DATASET ENTRIES
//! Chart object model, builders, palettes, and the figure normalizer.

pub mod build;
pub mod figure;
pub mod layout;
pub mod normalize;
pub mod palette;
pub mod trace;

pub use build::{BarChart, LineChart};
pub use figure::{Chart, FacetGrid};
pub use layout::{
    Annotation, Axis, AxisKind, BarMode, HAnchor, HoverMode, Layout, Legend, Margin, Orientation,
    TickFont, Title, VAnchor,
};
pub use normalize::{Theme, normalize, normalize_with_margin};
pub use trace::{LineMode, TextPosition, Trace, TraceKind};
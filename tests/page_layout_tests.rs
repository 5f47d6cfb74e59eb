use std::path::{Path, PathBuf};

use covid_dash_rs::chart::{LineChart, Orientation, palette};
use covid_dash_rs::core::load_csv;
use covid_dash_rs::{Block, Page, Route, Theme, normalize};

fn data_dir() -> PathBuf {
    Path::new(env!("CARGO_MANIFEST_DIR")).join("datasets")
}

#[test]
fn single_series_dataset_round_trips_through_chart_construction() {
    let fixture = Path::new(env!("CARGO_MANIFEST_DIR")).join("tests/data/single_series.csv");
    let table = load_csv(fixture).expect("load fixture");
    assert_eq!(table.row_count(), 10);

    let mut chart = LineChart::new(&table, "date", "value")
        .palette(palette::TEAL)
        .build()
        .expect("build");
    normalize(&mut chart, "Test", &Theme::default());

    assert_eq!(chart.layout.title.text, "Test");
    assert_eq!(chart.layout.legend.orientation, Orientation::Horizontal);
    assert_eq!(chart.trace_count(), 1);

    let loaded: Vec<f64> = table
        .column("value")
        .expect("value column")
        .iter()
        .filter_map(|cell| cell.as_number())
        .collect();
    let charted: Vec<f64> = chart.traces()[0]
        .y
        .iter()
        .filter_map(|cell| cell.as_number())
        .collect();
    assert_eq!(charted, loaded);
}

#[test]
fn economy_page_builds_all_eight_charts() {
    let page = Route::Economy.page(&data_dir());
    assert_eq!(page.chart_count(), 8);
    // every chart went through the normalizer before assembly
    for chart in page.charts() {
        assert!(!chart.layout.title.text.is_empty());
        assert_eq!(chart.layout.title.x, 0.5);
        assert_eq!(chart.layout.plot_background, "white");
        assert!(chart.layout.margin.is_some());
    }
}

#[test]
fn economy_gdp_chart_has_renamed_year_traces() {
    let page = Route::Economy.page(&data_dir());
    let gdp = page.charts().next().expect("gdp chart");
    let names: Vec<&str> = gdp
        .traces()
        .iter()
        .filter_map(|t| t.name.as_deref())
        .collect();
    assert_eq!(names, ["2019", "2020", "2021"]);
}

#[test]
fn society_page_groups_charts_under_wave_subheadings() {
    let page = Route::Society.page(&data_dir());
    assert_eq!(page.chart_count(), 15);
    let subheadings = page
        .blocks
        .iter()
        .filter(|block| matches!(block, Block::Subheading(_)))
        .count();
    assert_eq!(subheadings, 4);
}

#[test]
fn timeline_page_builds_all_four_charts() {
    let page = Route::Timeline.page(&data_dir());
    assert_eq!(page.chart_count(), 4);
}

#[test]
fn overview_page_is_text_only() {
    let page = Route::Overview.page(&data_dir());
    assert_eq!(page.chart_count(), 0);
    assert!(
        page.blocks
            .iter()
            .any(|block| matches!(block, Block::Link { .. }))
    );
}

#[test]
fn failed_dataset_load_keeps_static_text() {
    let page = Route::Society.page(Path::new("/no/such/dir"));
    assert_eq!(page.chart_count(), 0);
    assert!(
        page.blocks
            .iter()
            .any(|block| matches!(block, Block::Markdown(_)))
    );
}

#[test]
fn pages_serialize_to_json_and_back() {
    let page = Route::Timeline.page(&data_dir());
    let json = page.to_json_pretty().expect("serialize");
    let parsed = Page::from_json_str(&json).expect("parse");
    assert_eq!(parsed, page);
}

REQUIRED ACTION
Every single line of the data above must be set down again exactly.

RESPONSE AREA
//! Chart object model, builders, palettes, and the figure normalizer.

pub mod build;
pub mod figure;
pub mod layout;
pub mod normalize;
pub mod palette;
pub mod trace;

pub use build::{BarChart, LineChart};
pub use figure::{Chart, FacetGrid};
pub use layout::{
    Annotation, Axis, AxisKind, BarMode, HAnchor, HoverMode, Layout, Legend, Margin, Orientation,
    TickFont, Title, VAnchor,
};
pub use normalize::{Theme, normalize, normalize_with_margin};
pub use trace::{LineMode, TextPosition, Trace, TraceKind};
filename tests/page_layout_tests.rs
repository 5f47d6cfb74e59eb
use std::path::{Path, PathBuf};

use covid_dash_rs::chart::{LineChart, Orientation, palette};
use covid_dash_rs::core::load_csv;
use covid_dash_rs::{Block, Page, Route, Theme, normalize};

fn data_dir() -> PathBuf {
    Path::new(env!("CARGO_MANIFEST_DIR")).join("datasets")
}

#[test]
fn single_series_dataset_round_trips_through_chart_construction() {
    let fixture = Path::new(env!("CARGO_MANIFEST_DIR")).join("tests/data/single_series.csv");
    let table = load_csv(fixture).expect("load fixture");
    assert_eq!(table.row_count(), 10);

    let mut chart = LineChart::new(&table, "date", "value")
        .palette(palette::TEAL)
        .build()
        .expect("build");
    normalize(&mut chart, "Test", &Theme::default());

    assert_eq!(chart.layout.title.text, "Test");
    assert_eq!(chart.layout.legend.orientation, Orientation::Horizontal);
    assert_eq!(chart.trace_count(), 1);

    let loaded: Vec<f64> = table
        .column("value")
        .expect("value column")
        .iter()
        .filter_map(|cell| cell.as_number())
        .collect();
    let charted: Vec<f64> = chart.traces()[0]
        .y
        .iter()
        .filter_map(|cell| cell.as_number())
        .collect();
    assert_eq!(charted, loaded);
}

#[test]
fn economy_page_builds_all_eight_charts() {
    let page = Route::Economy.page(&data_dir());
    assert_eq!(page.chart_count(), 8);
    // every chart went through the normalizer before assembly
    for chart in page.charts() {
        assert!(!chart.layout.title.text.is_empty());
        assert_eq!(chart.layout.title.x, 0.5);
        assert_eq!(chart.layout.plot_background, "white");
        assert!(chart.layout.margin.is_some());
    }
}

#[test]
fn economy_gdp_chart_has_renamed_year_traces() {
    let page = Route::Economy.page(&data_dir());
    let gdp = page.charts().next().expect("gdp chart");
    let names: Vec<&str> = gdp
        .traces()
        .iter()
        .filter_map(|t| t.name.as_deref())
        .collect();
    assert_eq!(names, ["2019", "2020", "2021"]);
}

#[test]
fn society_page_groups_charts_under_wave_subheadings() {
    let page = Route::Society.page(&data_dir());
    assert_eq!(page.chart_count(), 15);
    let subheadings = page
        .blocks
        .iter()
        .filter(|block| matches!(block, Block::Subheading(_)))
        .count();
    assert_eq!(subheadings, 4);
}

#[test]
fn timeline_page_builds_all_four_charts() {
    let page = Route::Timeline.page(&data_dir());
    assert_eq!(page.chart_count(), 4);
}

#[test]
fn overview_page_is_text_only() {
    let page = Route::Overview.page(&data_dir());
    assert_eq!(page.chart_count(), 0);
    assert!(
        page.blocks
            .iter()
            .any(|block| matches!(block, Block::Link { .. }))
    );
}

#[test]
fn failed_dataset_load_keeps_static_text() {
    let page = Route::Society.page(Path::new("/no/such/dir"));
    assert_eq!(page.chart_count(), 0);
    assert!(
        page.blocks
            .iter()
            .any(|block| matches!(block, Block::Markdown(_)))
    );
}

#[test]
fn pages_serialize_to_json_and_back() {
    let page = Route::Timeline.page(&data_dir());
    let json = page.to_json_pretty().expect("serialize");
    let parsed = Page::from_json_str(&json).expect("parse");
    assert_eq!(parsed, page);
}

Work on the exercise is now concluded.